Otros filósofos positivistas han propuesto algún
tipo de enmienda a esa rigidez, como Karl Popper
con su teoría de las falsaciones, en la que no se buscan hechos que confirmen la hipótesis, sino que
muestren un comportamiento distinto; es decir, al
menos se acepta que existe la excepción de la regla.
Como conclusión, sólo quiero decir que el método científico fue invaluable para la ciencia, sin embargo, hace tiempo debió complementársele, o crear
otros modelos más amables e interdisciplinarios, en
los que se considere el aspecto social y ético de la
investigación, y que no sólo se sujete a intereses económicos o políticos.
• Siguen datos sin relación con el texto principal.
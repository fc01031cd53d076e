//! Fixed-capacity slot arena indexed by sequence number.
//!
//! Both Selective Repeat windows hold at most `capacity` live entries whose
//! sequence numbers are consecutive modulo 2^16, so `seq % capacity` never
//! collides for two live entries. Each slot remembers the full sequence
//! number it holds so stale lookups miss instead of aliasing.

use crate::core::SeqNum;

#[derive(Debug, Clone)]
struct Slot<T> {
    seq: SeqNum,
    value: T,
}

/// Ring of optional slots bounded to the window capacity.
#[derive(Debug, Clone)]
pub struct SlotRing<T> {
    slots: Vec<Option<Slot<T>>>,
    len: usize,
}

impl<T> SlotRing<T> {
    /// Create an empty ring with `capacity` slots.
    pub fn new(capacity: u16) -> Self {
        let capacity = usize::from(capacity.max(1));
        Self {
            slots: (0..capacity).map(|_| None).collect(),
            len: 0,
        }
    }

    /// Number of slots.
    pub fn capacity(&self) -> usize {
        self.slots.len()
    }

    /// Number of occupied slots.
    pub fn len(&self) -> usize {
        self.len
    }

    /// Whether no slot is occupied.
    pub fn is_empty(&self) -> bool {
        self.len == 0
    }

    fn index(&self, seq: SeqNum) -> usize {
        usize::from(seq.get()) % self.slots.len()
    }

    /// Store `value` under `seq`, returning whatever occupied its slot.
    pub fn insert(&mut self, seq: SeqNum, value: T) -> Option<(SeqNum, T)> {
        let idx = self.index(seq);
        let old = self.slots[idx].replace(Slot { seq, value });
        match old {
            Some(slot) => Some((slot.seq, slot.value)),
            None => {
                self.len += 1;
                None
            }
        }
    }

    /// Whether `seq` is stored.
    pub fn contains(&self, seq: SeqNum) -> bool {
        self.get(seq).is_some()
    }

    /// Entry stored under exactly `seq`.
    pub fn get(&self, seq: SeqNum) -> Option<&T> {
        match &self.slots[self.index(seq)] {
            Some(slot) if slot.seq == seq => Some(&slot.value),
            _ => None,
        }
    }

    /// Mutable entry stored under exactly `seq`.
    pub fn get_mut(&mut self, seq: SeqNum) -> Option<&mut T> {
        let idx = self.index(seq);
        match &mut self.slots[idx] {
            Some(slot) if slot.seq == seq => Some(&mut slot.value),
            _ => None,
        }
    }

    /// Remove and return the entry stored under exactly `seq`.
    pub fn remove(&mut self, seq: SeqNum) -> Option<T> {
        let idx = self.index(seq);
        if self.slots[idx].as_ref().is_some_and(|slot| slot.seq == seq) {
            self.len -= 1;
            self.slots[idx].take().map(|slot| slot.value)
        } else {
            None
        }
    }

    /// Iterate over occupied slots in storage order.
    pub fn iter(&self) -> impl Iterator<Item = (SeqNum, &T)> {
        self.slots
            .iter()
            .flatten()
            .map(|slot| (slot.seq, &slot.value))
    }

    /// Mutably iterate over occupied slots in storage order.
    pub fn iter_mut(&mut self) -> impl Iterator<Item = (SeqNum, &mut T)> {
        self.slots
            .iter_mut()
            .flatten()
            .map(|slot| (slot.seq, &mut slot.value))
    }

    /// Empty every slot.
    pub fn clear(&mut self) {
        self.slots.iter_mut().for_each(|slot| *slot = None);
        self.len = 0;
    }
}

#[cfg(test)]
mod tests {
    use super::*;

    #[test]
    fn test_insert_get_remove() {
        let mut ring = SlotRing::new(4);
        assert!(ring.is_empty());

        assert!(ring.insert(SeqNum::new(10), "a").is_none());
        assert!(ring.insert(SeqNum::new(11), "b").is_none());
        assert_eq!(ring.len(), 2);

        assert_eq!(ring.get(SeqNum::new(10)), Some(&"a"));
        assert!(ring.contains(SeqNum::new(11)));
        assert_eq!(ring.remove(SeqNum::new(10)), Some("a"));
        assert_eq!(ring.remove(SeqNum::new(10)), None);
        assert_eq!(ring.len(), 1);
    }

    #[test]
    fn test_aliased_lookup_misses() {
        let mut ring = SlotRing::new(4);
        ring.insert(SeqNum::new(2), 1);

        // 6 maps to the same slot as 2 but is a different sequence number
        assert_eq!(ring.get(SeqNum::new(6)), None);
        assert_eq!(ring.remove(SeqNum::new(6)), None);
        assert_eq!(ring.len(), 1);
    }

    #[test]
    fn test_insert_replaces_occupant() {
        let mut ring = SlotRing::new(4);
        ring.insert(SeqNum::new(1), 'x');
        assert_eq!(ring.insert(SeqNum::new(5), 'y'), Some((SeqNum::new(1), 'x')));
        assert_eq!(ring.len(), 1);
    }

    #[test]
    fn test_wraparound_indices() {
        let mut ring = SlotRing::new(32);
        for raw in 65530u16..=65535 {
            ring.insert(SeqNum::new(raw), raw);
        }
        for raw in 0u16..4 {
            ring.insert(SeqNum::new(raw), raw);
        }
        assert_eq!(ring.len(), 10);
        assert_eq!(ring.get(SeqNum::new(65535)), Some(&65535));
        assert_eq!(ring.get(SeqNum::new(3)), Some(&3));
    }

    #[test]
    fn test_iter_and_clear() {
        let mut ring = SlotRing::new(8);
        ring.insert(SeqNum::new(3), 30);
        ring.insert(SeqNum::new(4), 40);

        for (_, v) in ring.iter_mut() {
            *v += 1;
        }
        let mut values: Vec<_> = ring.iter().map(|(s, v)| (s.get(), *v)).collect();
        values.sort();
        assert_eq!(values, vec![(3, 31), (4, 41)]);

        ring.clear();
        assert!(ring.is_empty());
        assert_eq!(ring.iter().count(), 0);
    }
}
//! Selective Repeat send-side state machine.
//!
//! [`SrSender`] keeps up to `capacity` reliable packets in flight. Each one
//! carries its own retransmission deadline; an ACK cancels exactly that
//! deadline, and only expired packets are resent (never the whole window).
//!
//! ```text
//!   base                      next
//!    │                          │
//! ───┼──────────────────────────┼──────────────▶ seq space
//!    │ <── in flight (≤ cap) ──▶│ <── sendable ──▶
//! ```
//!
//! This module only manages state; all socket I/O is the caller's
//! responsibility.

use std::time::{Duration, Instant};

use tracing::{debug, warn};

use super::window::SlotRing;
use crate::core::{
    DEFAULT_RETRANSMIT_INTERVAL, DEFAULT_WINDOW_CAPACITY, HudpError, HudpResult, SeqNum,
};
use crate::delivery::Transmit;
use crate::frame::{Channel, DataFrame, encode_data};
use crate::timing::wire_timestamp;

/// Send-side tuning.
#[derive(Debug, Clone, Copy, PartialEq, Eq)]
pub struct SenderConfig {
    /// Maximum packets in flight.
    pub capacity: u16,
    /// Delay before an unacknowledged packet is resent.
    pub retransmit_interval: Duration,
    /// Give up on a packet after this many retransmissions (`None` = never).
    pub max_retransmits: Option<u32>,
}

impl Default for SenderConfig {
    fn default() -> Self {
        Self {
            capacity: DEFAULT_WINDOW_CAPACITY,
            retransmit_interval: DEFAULT_RETRANSMIT_INTERVAL,
            max_retransmits: None,
        }
    }
}

#[derive(Debug, Clone, Copy, PartialEq, Eq)]
enum PacketState {
    InFlight,
    Acked,
    Abandoned,
}

/// Pending-ACK record for one in-flight packet.
#[derive(Debug, Clone)]
struct PendingPacket {
    datagram: Vec<u8>,
    first_sent: Instant,
    /// `None` once acknowledged or abandoned (timer cancelled).
    deadline: Option<Instant>,
    retransmits: u32,
    state: PacketState,
}

/// Result of processing an ACK.
#[derive(Debug, Clone, Copy, PartialEq, Eq)]
pub enum AckOutcome {
    /// A pending packet was acknowledged.
    Acked {
        /// Time since the first transmission.
        rtt: Duration,
        /// Retransmissions the packet needed.
        retransmits: u32,
        /// How far the window base advanced.
        slid: u16,
    },
    /// The packet was already acknowledged.
    Duplicate,
    /// The sequence number is not in the window (already slid past).
    Stale,
}

/// Something that happened when a retransmission deadline expired.
#[derive(Debug, Clone, PartialEq, Eq)]
pub enum TimeoutEvent {
    /// Resend this datagram.
    Retransmit {
        /// The datagram, unchanged from the first transmission.
        transmit: Transmit,
        /// Retransmission count including this one.
        attempt: u32,
    },
    /// The packet hit the retransmission limit and was given up on.
    Abandoned {
        /// Sequence number of the abandoned packet.
        seq: SeqNum,
    },
}

/// Selective Repeat sender.
#[derive(Debug)]
pub struct SrSender {
    config: SenderConfig,
    /// Oldest unacknowledged sequence number (left window edge).
    base: SeqNum,
    /// Sequence number for the next new packet.
    next: SeqNum,
    pending: SlotRing<PendingPacket>,
}

impl SrSender {
    /// Create a new sender starting at sequence number zero.
    pub fn new(config: SenderConfig) -> Self {
        Self::with_start(config, SeqNum::ZERO)
    }

    /// Create a sender whose first packet uses `start`.
    pub fn with_start(config: SenderConfig, start: SeqNum) -> Self {
        Self {
            pending: SlotRing::new(config.capacity),
            config,
            base: start,
            next: start,
        }
    }

    /// Sender configuration.
    pub fn config(&self) -> &SenderConfig {
        &self.config
    }

    /// Oldest unacknowledged sequence number.
    pub fn base(&self) -> SeqNum {
        self.base
    }

    /// Sequence number the next submitted packet will get.
    pub fn next_seq(&self) -> SeqNum {
        self.next
    }

    /// Packets between `base` and `next`, acknowledged or not.
    pub fn in_flight(&self) -> u16 {
        self.next.distance_from(self.base)
    }

    /// Packets that can still be submitted before the window is full.
    pub fn window_space(&self) -> u16 {
        self.config.capacity.saturating_sub(self.in_flight())
    }

    /// Whether every submitted packet has been acknowledged or given up on.
    pub fn is_idle(&self) -> bool {
        self.in_flight() == 0
    }

    /// Assign the next sequence number to `payload`, record it as pending
    /// and arm its retransmission timer.
    ///
    /// The returned datagram must be written to the peer immediately.
    pub fn submit(&mut self, payload: Vec<u8>, now: Instant) -> HudpResult<Transmit> {
        if self.window_space() == 0 {
            debug!(base = %self.base, next = %self.next, "send window full");
            return Err(HudpError::WindowFull {
                capacity: self.config.capacity,
            });
        }

        let seq = self.next;
        let frame = DataFrame::new(Channel::Reliable, seq, wire_timestamp(), payload);
        let datagram = encode_data(&frame)?;

        self.pending.insert(
            seq,
            PendingPacket {
                datagram: datagram.clone(),
                first_sent: now,
                deadline: Some(now + self.config.retransmit_interval),
                retransmits: 0,
                state: PacketState::InFlight,
            },
        );
        self.next = seq.next();

        debug!(%seq, base = %self.base, next = %self.next, "reliable packet sent");
        Ok(Transmit { seq, datagram })
    }

    /// Process an acknowledgment for `seq`.
    pub fn on_ack(&mut self, seq: SeqNum, now: Instant) -> AckOutcome {
        if !seq.is_within(self.base, self.in_flight()) {
            debug!(%seq, base = %self.base, "stale ack");
            return AckOutcome::Stale;
        }

        let Some(packet) = self.pending.get_mut(seq) else {
            return AckOutcome::Stale;
        };

        if packet.state == PacketState::Acked {
            debug!(%seq, "duplicate ack");
            return AckOutcome::Duplicate;
        }

        packet.state = PacketState::Acked;
        packet.deadline = None;
        let rtt = now.saturating_duration_since(packet.first_sent);
        let retransmits = packet.retransmits;

        let slid = if seq == self.base { self.slide() } else { 0 };
        debug!(%seq, rtt_ms = rtt.as_millis() as u64, slid, base = %self.base, "ack received");

        AckOutcome::Acked {
            rtt,
            retransmits,
            slid,
        }
    }

    /// Advance `base` past every contiguous acknowledged or abandoned entry.
    fn slide(&mut self) -> u16 {
        let mut slid = 0;
        while self.base != self.next {
            match self.pending.get(self.base).map(|p| p.state) {
                Some(PacketState::InFlight) => break,
                _ => {
                    self.pending.remove(self.base);
                    self.base = self.base.next();
                    slid += 1;
                }
            }
        }
        slid
    }

    /// Earliest pending retransmission deadline.
    pub fn next_deadline(&self) -> Option<Instant> {
        self.pending.iter().filter_map(|(_, p)| p.deadline).min()
    }

    /// Fire every retransmission timer that has expired by `now`.
    ///
    /// Expired packets are resent with the same sequence number and their
    /// timers re-armed; packets past `max_retransmits` are abandoned.
    pub fn poll_timeouts(&mut self, now: Instant) -> Vec<TimeoutEvent> {
        let mut events = Vec::new();

        for offset in 0..self.in_flight() {
            let seq = self.base.add(offset);
            let Some(packet) = self.pending.get_mut(seq) else {
                continue;
            };
            if packet.state != PacketState::InFlight
                || packet.deadline.is_none_or(|deadline| deadline > now)
            {
                continue;
            }

            if self
                .config
                .max_retransmits
                .is_some_and(|max| packet.retransmits >= max)
            {
                packet.state = PacketState::Abandoned;
                packet.deadline = None;
                warn!(%seq, retransmits = packet.retransmits, "giving up on reliable packet");
                events.push(TimeoutEvent::Abandoned { seq });
                continue;
            }

            packet.retransmits += 1;
            packet.deadline = Some(now + self.config.retransmit_interval);
            debug!(
                %seq,
                attempt = packet.retransmits,
                elapsed_ms = now.saturating_duration_since(packet.first_sent).as_millis() as u64,
                "retransmitting"
            );
            events.push(TimeoutEvent::Retransmit {
                transmit: Transmit {
                    seq,
                    datagram: packet.datagram.clone(),
                },
                attempt: packet.retransmits,
            });
        }

        if events
            .iter()
            .any(|e| matches!(e, TimeoutEvent::Abandoned { .. }))
        {
            self.slide();
        }

        events
    }

    /// Cancel every timer and release the window.
    ///
    /// Returns how many packets were still unacknowledged.
    pub fn close(&mut self) -> usize {
        let unacked = self
            .pending
            .iter()
            .filter(|(_, p)| p.state == PacketState::InFlight)
            .count();
        self.pending.clear();
        self.base = self.next;
        unacked
    }
}

impl Default for SrSender {
    fn default() -> Self {
        Self::new(SenderConfig::default())
    }
}
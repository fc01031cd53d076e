//! Async UDP socket wrapper for H-UDP.
//!
//! One socket carries both channels. The receive loop owns the
//! [`HudpSocket`] (and its receive buffer) while callers write through a
//! cloned [`DatagramSender`].

use std::io;
use std::net::SocketAddr;
use std::sync::Arc;

use tokio::net::UdpSocket;
use tracing::trace;

use crate::core::{DEFAULT_RECV_BUFFER_SIZE, MAX_DATAGRAM_SIZE};

/// Errors a UDP receive can report that say nothing about the local socket.
///
/// Some platforms surface an ICMP "port unreachable" from an earlier send as
/// a receive error; the socket itself is still usable.
pub fn is_transient(err: &io::Error) -> bool {
    matches!(
        err.kind(),
        io::ErrorKind::ConnectionRefused
            | io::ErrorKind::ConnectionReset
            | io::ErrorKind::Interrupted
            | io::ErrorKind::WouldBlock
    )
}

/// Async UDP socket wrapper for H-UDP.
#[derive(Debug)]
pub struct HudpSocket {
    /// The underlying UDP socket.
    socket: Arc<UdpSocket>,
    /// Receive buffer.
    recv_buffer: Vec<u8>,
}

impl HudpSocket {
    /// Create a socket bound to the given address.
    pub async fn bind(addr: SocketAddr) -> io::Result<Self> {
        HudpSocketBuilder::new().bind(addr).await
    }

    /// Wrap an existing UDP socket.
    pub fn from_socket(socket: UdpSocket) -> Self {
        HudpSocketBuilder::new().from_socket(socket)
    }

    /// Get the local address.
    pub fn local_addr(&self) -> io::Result<SocketAddr> {
        self.socket.local_addr()
    }

    /// Size of the receive buffer.
    pub fn recv_buffer_size(&self) -> usize {
        self.recv_buffer.len()
    }

    /// Send a datagram to `addr`.
    pub async fn send_to(&self, data: &[u8], addr: SocketAddr) -> io::Result<usize> {
        self.socket.send_to(data, addr).await
    }

    /// Receive a datagram and the sender's address.
    pub async fn recv_from(&mut self) -> io::Result<(&[u8], SocketAddr)> {
        let (len, addr) = self.socket.recv_from(&mut self.recv_buffer).await?;
        trace!(len, %addr, "datagram received");
        Ok((&self.recv_buffer[..len], addr))
    }

    /// Handle for writing from other tasks.
    pub fn sender(&self) -> DatagramSender {
        DatagramSender {
            socket: Arc::clone(&self.socket),
        }
    }
}

/// Cloneable write half of a [`HudpSocket`].
#[derive(Debug, Clone)]
pub struct DatagramSender {
    socket: Arc<UdpSocket>,
}

impl DatagramSender {
    /// Send a datagram to `addr`.
    pub async fn send_to(&self, data: &[u8], addr: SocketAddr) -> io::Result<usize> {
        trace!(len = data.len(), %addr, "datagram sent");
        self.socket.send_to(data, addr).await
    }

    /// Get the local address.
    pub fn local_addr(&self) -> io::Result<SocketAddr> {
        self.socket.local_addr()
    }
}

/// Builder for creating H-UDP sockets with custom options.
#[derive(Debug, Clone)]
pub struct HudpSocketBuilder {
    recv_buffer_size: usize,
}

impl Default for HudpSocketBuilder {
    fn default() -> Self {
        Self::new()
    }
}

impl HudpSocketBuilder {
    /// Create a new socket builder with default options.
    pub fn new() -> Self {
        Self {
            recv_buffer_size: DEFAULT_RECV_BUFFER_SIZE,
        }
    }

    /// Set the receive buffer size.
    ///
    /// Values below the largest protocol datagram are raised to it.
    pub fn recv_buffer_size(mut self, size: usize) -> Self {
        self.recv_buffer_size = size.max(MAX_DATAGRAM_SIZE);
        self
    }

    /// Bind to the given address and create a socket.
    pub async fn bind(self, addr: SocketAddr) -> io::Result<HudpSocket> {
        let socket = UdpSocket::bind(addr).await?;
        Ok(self.from_socket(socket))
    }

    /// Create a socket from an existing UDP socket.
    pub fn from_socket(self, socket: UdpSocket) -> HudpSocket {
        HudpSocket {
            socket: Arc::new(socket),
            recv_buffer: vec![0u8; self.recv_buffer_size],
        }
    }
}

#[cfg(test)]
mod tests {
    use super::*;

    #[tokio::test]
    async fn test_socket_bind() {
        let socket = HudpSocket::bind("127.0.0.1:0".parse().unwrap())
            .await
            .unwrap();
        let addr = socket.local_addr().unwrap();
        assert!(addr.port() != 0);
        assert_eq!(socket.recv_buffer_size(), DEFAULT_RECV_BUFFER_SIZE);
    }

    #[tokio::test]
    async fn test_socket_send_recv() {
        let mut server = HudpSocket::bind("127.0.0.1:0".parse().unwrap())
            .await
            .unwrap();
        let server_addr = server.local_addr().unwrap();

        let client = HudpSocket::bind("127.0.0.1:0".parse().unwrap())
            .await
            .unwrap();

        let data = b"hello H-UDP";
        client.send_to(data, server_addr).await.unwrap();

        let (received, from) = server.recv_from().await.unwrap();
        assert_eq!(received, data);
        assert_eq!(from, client.local_addr().unwrap());
    }

    #[tokio::test]
    async fn test_sender_handle_shares_socket() {
        let mut server = HudpSocket::bind("127.0.0.1:0".parse().unwrap())
            .await
            .unwrap();
        let server_addr = server.local_addr().unwrap();

        let client = HudpSocket::bind("127.0.0.1:0".parse().unwrap())
            .await
            .unwrap();
        let handle = client.sender();
        assert_eq!(handle.local_addr().unwrap(), client.local_addr().unwrap());

        handle.send_to(b"via handle", server_addr).await.unwrap();
        let (received, from) = server.recv_from().await.unwrap();
        assert_eq!(received, b"via handle");
        assert_eq!(from, client.local_addr().unwrap());
    }

    #[test]
    fn test_socket_builder() {
        let builder = HudpSocketBuilder::new().recv_buffer_size(4096);
        assert_eq!(builder.recv_buffer_size, 4096);

        let builder = HudpSocketBuilder::new().recv_buffer_size(16);
        assert_eq!(builder.recv_buffer_size, MAX_DATAGRAM_SIZE);
    }

    #[test]
    fn test_transient_errors() {
        assert!(is_transient(&io::Error::from(io::ErrorKind::ConnectionRefused)));
        assert!(is_transient(&io::Error::from(io::ErrorKind::ConnectionReset)));
        assert!(!is_transient(&io::Error::from(io::ErrorKind::PermissionDenied)));
    }
}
Basta ver el grado de devastación que ha sufrido nuestro ambiente en aras del progreso. Sobre todo, no olvidemos que la Naturaleza
sigue siendo superior a nosotros, nos guste o no, y no
es una exageración afirmar que está en juego la
sobrevivencia de la especie humana.
à
Bibliografía
Descartes, René, Meditaciones metafísicas. "Meditación sexta", col. Sepan cuantos, México, Porrúa, 1997, pp. 81-86.
Herder, Diccionario de Filosofía, en CD.
Ortíz Quezada, Federico, Descartes y la medicina, México, McGraw-Hill Interamericana, 2000, pp. 1-60.
Roger, Bernard, Los enigmas secretos de la alquimia, Girona, Tikal, s/ año ed., pp. 7-26.
Roob, Alexander, Alquimia y mística. El museo hermético, Italia, Taschen, 2001, pp. 8-32.